Key Takeaways
- Moral philosophy extensively utilizes thought experiments, often sparking debate over their artificiality.
- The trolley problem highlights discrepancies between moral intuitions in direct versus indirect harm scenarios.
- Consequentialism defines morality based solely on an action's outcomes, challenging common ethical judgments.
- The distinction between intending harm and merely foreseeing it is a critical ethical consideration.
Deep Dive
- Guest David Edmonds, a former BBC journalist, now focuses on philosophy and practical ethics at Oxford's UHero Institute.
- His book, "Death in a Shallow Pond," explores Peter Singer and the history of consequentialism.
- The book uses Singer's "drowning child" thought experiment as a vehicle after Singer declined a biography.
- The trolley problem, introduced by Philippa Foote in 1967 and varied by Judith Jarvis Thompson in 1985, presents two scenarios.
- One involves diverting a runaway train to save five people, killing one on a side track.
- The other involves pushing a person from a footbridge to stop the train, also saving five lives at the cost of one.
- Despite identical body counts, most people find diverting permissible but pushing impermissible.
- Consequentialism is defined as the ethical theory that asserts only the consequences of an action determine its morality.

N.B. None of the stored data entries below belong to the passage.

//! Job listing domain types.

use chrono::{DateTime, Utc};
use serde::{Deserialize, Serialize};
use ulid::Ulid;

use crate::Locale;

/// Unique identifier for a job listing, using ULID for chronological sorting.
#[derive(Debug, Clone, Copy, PartialEq, Eq, PartialOrd, Ord, Hash, Serialize, Deserialize)]
#[serde(transparent)]
pub struct JobListingId(pub Ulid);

impl JobListingId {
    /// Create a new unique listing ID.
    pub fn new() -> Self {
        Self(Ulid::new())
    }

    /// Parse a listing ID from a string.
    pub fn parse(s: &str) -> Result<Self, ulid::DecodeError> {
        Ok(Self(Ulid::from_string(s)?))
    }
}

impl Default for JobListingId {
    fn default() -> Self {
        Self::new()
    }
}

impl std::fmt::Display for JobListingId {
    fn fmt(&self, f: &mut std::fmt::Formatter<'_>) -> std::fmt::Result {
        write!(f, "{}", self.0)
    }
}

/// Every attribute of a listing that can be filtered or reported on.
#[derive(Debug, Clone, Copy, PartialEq, Eq, Hash, Serialize, Deserialize)]
#[serde(rename_all = "snake_case")]
pub enum JobField {
    Title,
    Slug,
    Description,
    EmploymentTerms,
    Hours,
    Education,
    Experience,
    Skills,
    Languages,
    Salary,
    Length,
    Contact,
    Reference,
    Locale,
    Draft,
    PublishedAt,
    CreatedAt,
    UpdatedAt,
}

impl JobField {
    /// Fields stored per locale in the translation store.
    pub const TRANSLATED: [JobField; 13] = [
        JobField::Title,
        JobField::Slug,
        JobField::Description,
        JobField::EmploymentTerms,
        JobField::Hours,
        JobField::Education,
        JobField::Experience,
        JobField::Skills,
        JobField::Languages,
        JobField::Salary,
        JobField::Length,
        JobField::Contact,
        JobField::Reference,
    ];

    /// Column name in storage.
    pub fn as_str(&self) -> &'static str {
        match self {
            JobField::Title => "title",
            JobField::Slug => "slug",
            JobField::Description => "description",
            JobField::EmploymentTerms => "employment_terms",
            JobField::Hours => "hours",
            JobField::Education => "education",
            JobField::Experience => "experience",
            JobField::Skills => "skills",
            JobField::Languages => "languages",
            JobField::Salary => "salary",
            JobField::Length => "length",
            JobField::Contact => "contact",
            JobField::Reference => "reference",
            JobField::Locale => "locale",
            JobField::Draft => "draft",
            JobField::PublishedAt => "published_at",
            JobField::CreatedAt => "created_at",
            JobField::UpdatedAt => "updated_at",
        }
    }

    /// Whether the field lives on the translation row rather than the base record.
    ///
    /// `Locale` counts as translated: it is the translation row's key.
    pub fn is_translated(&self) -> bool {
        *self == JobField::Locale || Self::TRANSLATED.contains(self)
    }
}

impl std::fmt::Display for JobField {
    fn fmt(&self, f: &mut std::fmt::Formatter<'_>) -> std::fmt::Result {
        f.write_str(self.as_str())
    }
}

/// Content of a listing in one locale.
#[derive(Debug, Clone, PartialEq, Eq, Serialize, Deserialize)]
pub struct JobTranslation {
    pub locale: Locale,
    pub title: String,
    pub slug: String,
    pub description: String,
    #[serde(default)]
    pub employment_terms: Option<String>,
    #[serde(default)]
    pub hours: Option<String>,
    #[serde(default)]
    pub education: Option<String>,
    #[serde(default)]
    pub experience: Option<String>,
    #[serde(default)]
    pub skills: Option<String>,
    #[serde(default)]
    pub languages: Option<String>,
    #[serde(default)]
    pub salary: Option<String>,
    #[serde(default)]
    pub length: Option<String>,
    #[serde(default)]
    pub contact: Option<String>,
    #[serde(default)]
    pub reference: Option<String>,
}

impl JobTranslation {
    /// Value of a translated text field; `None` for unset optional fields
    /// and for fields that are not translated.
    pub fn text(&self, field: JobField) -> Option<&str> {
        match field {
            JobField::Title => Some(&self.title),
            JobField::Slug => Some(&self.slug),
            JobField::Description => Some(&self.description),
            JobField::Locale => Some(self.locale.as_str()),
            JobField::EmploymentTerms => self.employment_terms.as_deref(),
            JobField::Hours => self.hours.as_deref(),
            JobField::Education => self.education.as_deref(),
            JobField::Experience => self.experience.as_deref(),
            JobField::Skills => self.skills.as_deref(),
            JobField::Languages => self.languages.as_deref(),
            JobField::Salary => self.salary.as_deref(),
            JobField::Length => self.length.as_deref(),
            JobField::Contact => self.contact.as_deref(),
            JobField::Reference => self.reference.as_deref(),
            JobField::Draft | JobField::PublishedAt | JobField::CreatedAt | JobField::UpdatedAt => None,
        }
    }
}

/// A job posting with the translations loaded for the current read.
#[derive(Debug, Clone, PartialEq, Serialize, Deserialize)]
pub struct JobListing {
    /// Locale-independent identifier.
    pub id: JobListingId,
    /// Drafts are never live, whatever their publish date.
    pub draft: bool,
    /// When the listing becomes visible.
    pub published_at: DateTime<Utc>,
    /// Set once, when the listing is created.
    pub created_at: DateTime<Utc>,
    /// When the listing was last written.
    pub updated_at: DateTime<Utc>,
    /// Translation rows loaded with the listing. Locale-filtered reads
    /// only carry the requested locale.
    #[serde(default)]
    pub translations: Vec<JobTranslation>,
}

impl JobListing {
    /// Whether the listing is visible right now.
    ///
    /// Evaluated against the clock on every call.
    pub fn is_live(&self) -> bool {
        self.is_live_at(Utc::now())
    }

    /// Whether the listing is visible at `now`.
    ///
    /// The publish boundary is inclusive: a listing published exactly at
    /// `now` is live. The collection query uses the same boundary.
    pub fn is_live_at(&self, now: DateTime<Utc>) -> bool {
        !self.draft && self.published_at <= now
    }

    /// Translation for `locale`, if loaded.
    pub fn translation(&self, locale: &Locale) -> Option<&JobTranslation> {
        self.translations.iter().find(|t| &t.locale == locale)
    }

    /// Title in `locale`, if loaded.
    pub fn title(&self, locale: &Locale) -> Option<&str> {
        self.translation(locale).map(|t| t.title.as_str())
    }

    /// Slug in `locale`, if loaded.
    pub fn slug(&self, locale: &Locale) -> Option<&str> {
        self.translation(locale).map(|t| t.slug.as_str())
    }
}

/// Caller-supplied attributes for creating or updating a listing in one locale.
///
/// Translated values replace the locale's translation row. `draft` and
/// `published_at` belong to the base record and are only written when set;
/// a new listing defaults to a non-draft published at creation time.
#[derive(Debug, Clone, PartialEq, Eq, Serialize, Deserialize)]
pub struct JobAttributes {
    pub title: String,
    pub description: String,
    #[serde(default)]
    pub employment_terms: Option<String>,
    #[serde(default)]
    pub hours: Option<String>,
    #[serde(default)]
    pub education: Option<String>,
    #[serde(default)]
    pub experience: Option<String>,
    #[serde(default)]
    pub skills: Option<String>,
    #[serde(default)]
    pub languages: Option<String>,
    #[serde(default)]
    pub salary: Option<String>,
    #[serde(default)]
    pub length: Option<String>,
    #[serde(default)]
    pub contact: Option<String>,
    #[serde(default)]
    pub reference: Option<String>,
    #[serde(default)]
    pub draft: Option<bool>,
    #[serde(default)]
    pub published_at: Option<DateTime<Utc>>,
}

impl JobAttributes {
    /// Translated attributes only; base attributes are left unset.
    pub fn new(title: impl Into<String>, description: impl Into<String>) -> Self {
        Self {
            title: title.into(),
            description: description.into(),
            employment_terms: None,
            hours: None,
            education: None,
            experience: None,
            skills: None,
            languages: None,
            salary: None,
            length: None,
            contact: None,
            reference: None,
            draft: None,
            published_at: None,
        }
    }

    pub fn with_draft(mut self, draft: bool) -> Self {
        self.draft = Some(draft);
        self
    }

    pub fn with_published_at(mut self, published_at: DateTime<Utc>) -> Self {
        self.published_at = Some(published_at);
        self
    }

    pub fn with_title(mut self, title: impl Into<String>) -> Self {
        self.title = title.into();
        self
    }

    pub fn with_description(mut self, description: impl Into<String>) -> Self {
        self.description = description.into();
        self
    }

    /// Set an optional translated text field.
    ///
    /// Non-text fields (`title`, `description`, `slug`, `locale` and the base
    /// attributes) are left untouched.
    pub fn with_text(mut self, field: JobField, value: impl Into<String>) -> Self {
        if let Some(slot) = self.optional_text_mut(field) {
            *slot = Some(value.into());
        }
        self
    }

    /// Optional text fields paired with their value, in declaration order.
    pub fn optional_texts(&self) -> [(JobField, Option<&str>); 10] {
        [
            (JobField::EmploymentTerms, self.employment_terms.as_deref()),
            (JobField::Hours, self.hours.as_deref()),
            (JobField::Education, self.education.as_deref()),
            (JobField::Experience, self.experience.as_deref()),
            (JobField::Skills, self.skills.as_deref()),
            (JobField::Languages, self.languages.as_deref()),
            (JobField::Salary, self.salary.as_deref()),
            (JobField::Length, self.length.as_deref()),
            (JobField::Contact, self.contact.as_deref()),
            (JobField::Reference, self.reference.as_deref()),
        ]
    }

    fn optional_text_mut(&mut self, field: JobField) -> Option<&mut Option<String>> {
        match field {
            JobField::EmploymentTerms => Some(&mut self.employment_terms),
            JobField::Hours => Some(&mut self.hours),
            JobField::Education => Some(&mut self.education),
            JobField::Experience => Some(&mut self.experience),
            JobField::Skills => Some(&mut self.skills),
            JobField::Languages => Some(&mut self.languages),
            JobField::Salary => Some(&mut self.salary),
            JobField::Length => Some(&mut self.length),
            JobField::Contact => Some(&mut self.contact),
            JobField::Reference => Some(&mut self.reference),
            _ => None,
        }
    }

    /// Build the translation row for `locale` with an already computed slug.
    pub fn into_translation(self, locale: Locale, slug: String) -> JobTranslation {
        JobTranslation {
            locale,
            title: self.title,
            slug,
            description: self.description,
            employment_terms: self.employment_terms,
            hours: self.hours,
            education: self.education,
            experience: self.experience,
            skills: self.skills,
            languages: self.languages,
            salary: self.salary,
            length: self.length,
            contact: self.contact,
            reference: self.reference,
        }
    }
}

- A pure consequentialist would find no moral difference between the two trolley problem scenarios if their outcomes are identical (one death, five saved).
- The field of studying these dilemmas is referred to as 'trolleology,' examining psychological differences in moral judgments.
- The host posed a hypothetical where a doctor could save five patients by euthanizing one healthy individual for organ transplants.
- While narrow consequentialism might permit this, the host argued it would erode societal trust and instill pervasive fear.
- The guest acknowledged the terror this would cause if widely known but noted philosophers often present such dilemmas as isolated.
- The guest elaborates on the ethical distinction between intending harm and merely foreseeing it, relating it to the doctrine of double effect.
- This concept explores whether using someone as a means to an end differs from situations where harm is foreseen but not intended.
- The host expressed skepticism about this distinction, equating it to collateral damage in warfare where death is certain.